Là est la nuance entre lui, vous (probablement) et moi. Il porte une attention aux petits détails qui peuvent sembler futiles pour la plupart des gens. Et puisqu’il fait ses recherches de façon hyper précise, comme en se rendant au Salon de l’auto même s’il n’est pas un amateur de voitures à la base, il sait quelle voiture perd plus rapidement de la valeur en sortant du concessionnaire et il cible mieux ses besoins. Oui, ça peut prendre un certain temps être aussi informé (et le temps c’est de l’argent), mais il m’assure qu’il trouve plaisir à en apprendre davantage sur les qualités d’un produit.
C’est comme ça qu’il réussit à acheter une paire de bottes d’hiver à la politique de retour exceptionnelle et qu’il en aura une autre paire gratuite lorsqu’elles brisent.

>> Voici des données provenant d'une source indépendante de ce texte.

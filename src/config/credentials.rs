//! API Credential Management
//!
//! Secure handling of Binance API credentials loaded from environment variables.
//! Credentials are never logged and are masked when displayed.

use std::fmt;

use crate::error::FeedError;

/// Secure string wrapper that masks sensitive data in logs
///
/// Debug output shows only `SecretString(***)` and Display shows the
/// truncated form `first4...last4`.
#[derive(Clone)]
pub struct SecretString(String);

impl SecretString {
    pub fn new(value: String) -> Self {
        SecretString(value)
    }

    /// Returns the inner string for use in an actual API call.
    pub fn expose_secret(&self) -> &str {
        &self.0
    }

    /// Masked form safe for logging (`abcd...wxyz`).
    pub fn masked(&self) -> String {
        let s = &self.0;
        if s.len() <= 8 {
            return "***".to_string();
        }
        format!("{}...{}", &s[..4], &s[s.len() - 4..])
    }
}

impl fmt::Debug for SecretString {
    fn fmt(&self, f: &mut fmt::Formatter<'_>) -> fmt::Result {
        write!(f, "SecretString(***)")
    }
}

impl fmt::Display for SecretString {
    fn fmt(&self, f: &mut fmt::Formatter<'_>) -> fmt::Result {
        write!(f, "{}", self.masked())
    }
}

impl From<String> for SecretString {
    fn from(s: String) -> Self {
        SecretString::new(s)
    }
}

/// Binance API credentials
#[derive(Clone, Debug)]
pub struct Credentials {
    /// API key (public identifier, sent as the `X-MBX-APIKEY` header)
    pub api_key: SecretString,
    /// Secret key (private HMAC signing key)
    pub secret_key: SecretString,
}

impl Credentials {
    /// Loads credentials from `BINANCE_API_KEY` and `BINANCE_SECRET_KEY`.
    ///
    /// Trims whitespace and validates non-empty. A missing or empty variable
    /// surfaces as an authorization failure.
    pub fn from_env() -> Result<Self, FeedError> {
        let api_key = std::env::var("BINANCE_API_KEY").map_err(|_| FeedError::Auth {
            reason: "BINANCE_API_KEY not set".to_string(),
        })?;
        let secret_key = std::env::var("BINANCE_SECRET_KEY").map_err(|_| FeedError::Auth {
            reason: "BINANCE_SECRET_KEY not set".to_string(),
        })?;

        Self::from_parts(api_key, secret_key)
    }

    /// Builds credentials from raw strings, applying the same validation as
    /// the environment path.
    pub fn from_parts(api_key: String, secret_key: String) -> Result<Self, FeedError> {
        let api_key = api_key.trim().to_string();
        let secret_key = secret_key.trim().to_string();

        if api_key.is_empty() {
            return Err(FeedError::Auth {
                reason: "API key is empty".to_string(),
            });
        }
        if secret_key.is_empty() {
            return Err(FeedError::Auth {
                reason: "secret key is empty".to_string(),
            });
        }

        Ok(Self {
            api_key: SecretString::new(api_key),
            secret_key: SecretString::new(secret_key),
        })
    }
}

#[cfg(test)]
mod tests {
    use super::*;

    #[test]
    fn secret_string_masks_debug_and_display() {
        let secret = SecretString::new("abcdefghijklmnop".to_string());
        assert_eq!(format!("{:?}", secret), "SecretString(***)");
        assert_eq!(format!("{}", secret), "abcd...mnop");
    }

    #[test]
    fn short_secrets_are_fully_masked() {
        let secret = SecretString::new("short".to_string());
        assert_eq!(secret.masked(), "***");
    }

    #[test]
    fn empty_credentials_are_an_auth_error() {
        let err = Credentials::from_parts("  ".into(), "secret".into()).unwrap_err();
        assert_eq!(err.code(), Some(2001));
    }
}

Parce qu’un superhéros des rabais a aussi besoin de bottes d’hiver!
Et les soldes pré-Black Friday dans tout ça?
Quand j’ai vu toutes ces publicités indiquant 10-15-20% de rabais récemment, j’ai recontacté Patrick pour savoir si ça vaut la peine d’acheter à rabais avant le Black Friday. « Il est rare que les prix offerts au Black Friday soient plus élevés que ce qui était offert juste avant, car les détaillants tentent de se démarquer pour attirer la clientèle chez eux, dit-il. Pour cette raison, j’aurais tendance à attendre le Black Friday plutôt que de profiter des soldes des semaines précédentes », me fait-il savoir dans un échange de courriels.
Voilà, c’est dit. Mais pourquoi faire des ventes avant la grande vente, au juste?
« Les ventes pré-Black Friday, c’est un peu comme les autres ventes régulières (Black Friday d’été, Boxing Day d’été, la fameuse grande vente sous la tente ou encore le solde du déménagement en juillet par exemple). Ce sont des prétextes pour mettre de l’avant des promotions, qui ne sont pas nécessairement mauvaises si quelqu’un a besoin d’un produit rapidement, mais qui ne sont généralement pas exceptionnelles si quelqu’un est prêt à attendre. »
Alors vous êtes peut-être mieux de faire comme Patrick et vous armer de patience!